Responding to the responses to a LONG collection of DH related thoughts.
jmgarciaiii
jmgarciaiii at yahoo.com
Thu Jul 26 16:27:08 UTC 2007
No: HPFGUIDX 173014
Responding to some responses and then, as a bonus, to other semi-
related posts I managed to run across between here and there.
> > Joe:
> > Snape/Pensieve - Remember, we are only seeing what Snape wanted
> > Harry to see. This is Snape's edited version of things. Yes, a
> > pensieve shows only true things, but it doesn't show EVERYTHING.
It
> > doesn't show what we might call "refuting evidence."
>
> zgirnius:
> This occured to me, and is in my opinion an important point. It is
> one reason I believe that Snape came to care for Harry, and why I
> think his "Look at me" meant not only that he wanted to see Lily's
> eyes one last time before he died, but also that he realized, in
his
> final moments, that he wanted Harry to understand him, not to win
him
> to yet another false view of himself. And to achieve that, he
needed
> to give an honest account of himself, at least as far as he could
> manage in the final seconds of his life, lying in a pool of his
own
> blood.
>
> Because the memories we saw were not particularly sanitized at
all.
> Why show himself dropping the branch on Petunia? Why show enough
> memories that Harry could understand his mother's decision to cut
off
> ties? Why, most damningly, show that first meeting with Dumbledore
in
> its full glory, from start to finish, including the admission that
> disgusted Dumbledore so deeply?
Me again:
My point was not that the memories themselves had been sanitized or
edited, but that they had been chosen *selectively* for these
memories to convey to Harry precisely what Snape wanted. I meant to
underscore a difference between "the truth" and "the whole truth."
> > Joe:
> > In a way we are taking Snape's "word" for it, a
> > dangerous proposition in the Potterverse.
>
> zgirnius:
> It is a deal less dangerous now that the series is complete.
> That "Albus Severus" bit in the much-loathed Epilogue is more or
less
> the last word.
Me yet again:
What we see in the Epilogue (which was "okay, fine" for me) is based
on what Harry believes. I agree with Harry in that Snape was
EXTREMELY brave. Since life is a results-driven affair, I have no
major problem with why Snape behaved bravely. If he did so for noble
reasons or dysfunctional reasons is irrelevant to me.
> Joe:
> > Doe Patronus - How can two people have the same Patronus?
>
> zgirnius:
> I think the emotional trauma of Lily's death caused a change to
> Snape's Patronus (we know from HBP this can happen). Since she was
> dead, they did not have the same Patronus, as she no longer had
one
> at all. That's probably the 'ironclad reason'.

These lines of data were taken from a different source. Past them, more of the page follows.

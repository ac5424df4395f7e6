use crate::api::{models::HealthResponse, response};
use axum::response::IntoResponse;

/// GET /health
pub async fn health() -> impl IntoResponse {
    response::ok(HealthResponse::ok())
}
//! API error types and HTTP response conversion
//!
//! Engine errors keep their stable code in the response body; the HTTP
//! status reflects whether the caller can do anything about them.

use crate::error::RecruitError;
use axum::{
    extract::rejection::JsonRejection,
    http::StatusCode,
    response::{IntoResponse, Response},
    Json,
};
use serde::{Deserialize, Serialize};
use thiserror::Error;
use workflow_checkpoint::CheckpointError;
use workflow_core::WorkflowError;

/// API error response structure
#[derive(Debug, Clone, Serialize, Deserialize)]
pub struct ApiErrorResponse {
    /// Error type identifier
    pub error: String,
    /// Human-readable error message
    pub message: String,
    /// Error code for programmatic handling
    pub code: String,
}

impl ApiErrorResponse {
    pub fn new(error: impl Into<String>, message: impl Into<String>, code: impl Into<String>) -> Self {
        Self {
            error: error.into(),
            message: message.into(),
            code: code.into(),
        }
    }
}

pub type ApiResult<T> = Result<T, ApiError>;

#[derive(Debug, Error)]
pub enum ApiError {
    #[error("Not found: {0}")]
    NotFound(String),

    #[error("Bad request: {0}")]
    BadRequest(String),

    /// Request body parsed but violates the schema
    #[error("Validation failed: {0}")]
    ValidationError(String),

    #[error("Internal server error: {0}")]
    InternalError(String),

    #[error(transparent)]
    Workflow(#[from] WorkflowError),
}

impl ApiError {
    pub fn status_code(&self) -> StatusCode {
        match self {
            ApiError::NotFound(_) => StatusCode::NOT_FOUND,
            ApiError::BadRequest(_) => StatusCode::BAD_REQUEST,
            ApiError::ValidationError(_) => StatusCode::UNPROCESSABLE_ENTITY,
            ApiError::InternalError(_) => StatusCode::INTERNAL_SERVER_ERROR,
            ApiError::Workflow(e) => match e {
                WorkflowError::NotFound(_) | WorkflowError::Checkpoint(CheckpointError::NotFound { .. }) => {
                    StatusCode::NOT_FOUND
                }
                WorkflowError::LockContention { .. }
                | WorkflowError::LockExpired { .. }
                | WorkflowError::Abandoned(_)
                | WorkflowError::Terminal { .. }
                | WorkflowError::NotResumable { .. } => StatusCode::CONFLICT,
                WorkflowError::Validation(_) => StatusCode::UNPROCESSABLE_ENTITY,
                _ => StatusCode::INTERNAL_SERVER_ERROR,
            },
        }
    }

    pub fn code(&self) -> &'static str {
        match self {
            ApiError::NotFound(_) => "NOT_FOUND",
            ApiError::BadRequest(_) => "BAD_REQUEST",
            ApiError::ValidationError(_) => "VALIDATION_ERROR",
            ApiError::InternalError(_) => "INTERNAL_ERROR",
            ApiError::Workflow(e) => e.code(),
        }
    }

    pub fn error_type(&self) -> &'static str {
        match self.status_code() {
            StatusCode::NOT_FOUND => "NotFound",
            StatusCode::BAD_REQUEST => "BadRequest",
            StatusCode::UNPROCESSABLE_ENTITY => "ValidationError",
            StatusCode::CONFLICT => "Conflict",
            _ => "InternalError",
        }
    }
}

impl IntoResponse for ApiError {
    fn into_response(self) -> Response {
        let status = self.status_code();
        let body = ApiErrorResponse::new(self.error_type(), self.to_string(), self.code());

        if status.is_server_error() {
            tracing::error!(code = %body.code, message = %body.message, "API error");
        } else {
            tracing::debug!(code = %body.code, message = %body.message, "API request rejected");
        }

        (status, Json(body)).into_response()
    }
}

impl From<RecruitError> for ApiError {
    fn from(err: RecruitError) -> Self {
        match err {
            RecruitError::Workflow(e) => ApiError::Workflow(e),
            RecruitError::InvalidRequest(message) => ApiError::BadRequest(message),
            other => ApiError::InternalError(other.to_string()),
        }
    }
}

impl From<JsonRejection> for ApiError {
    fn from(rejection: JsonRejection) -> Self {
        match rejection {
            JsonRejection::JsonDataError(e) => ApiError::ValidationError(e.body_text()),
            other => ApiError::BadRequest(other.body_text()),
        }
    }
}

I know a person's Patronus can change by a deep change of heart, but
can you "will it" to change into something specific? (I guess the
answer must now be "yes" although the mechanics seem to be a bit
nebulous.)
> zgirnius:
> Oh, but the Sword of Gryffindor! And killing Nagini!! (How cool is
it
> that Neville avenged Snape's death, though of course he did not
know
> it at the time?) I thought that was an amazing moment for him, and
> was happy to see Molly have hers too.
Me, still: Undoubtedly cool for Neville, but, for me, somewhat --
not hugely -- less satisfying than offing Bellatrix.
> > Joe:
> > Ron the Parselmouth - Clunky and clumsy device. Parseltongue is
not
> > something learnable. IIRC, DD calls it a gift in COS. (Although,
> > it's funny that he faked it.)
>
> zgirnius:
> I think the gift part is when you are born speaking it, like Tom
was.
> That does not rule out the possibility of learning it like a
language.
Me once more: They say "the actual proves the possible" and
therefore it must be true, but I still found it clunky (but funny).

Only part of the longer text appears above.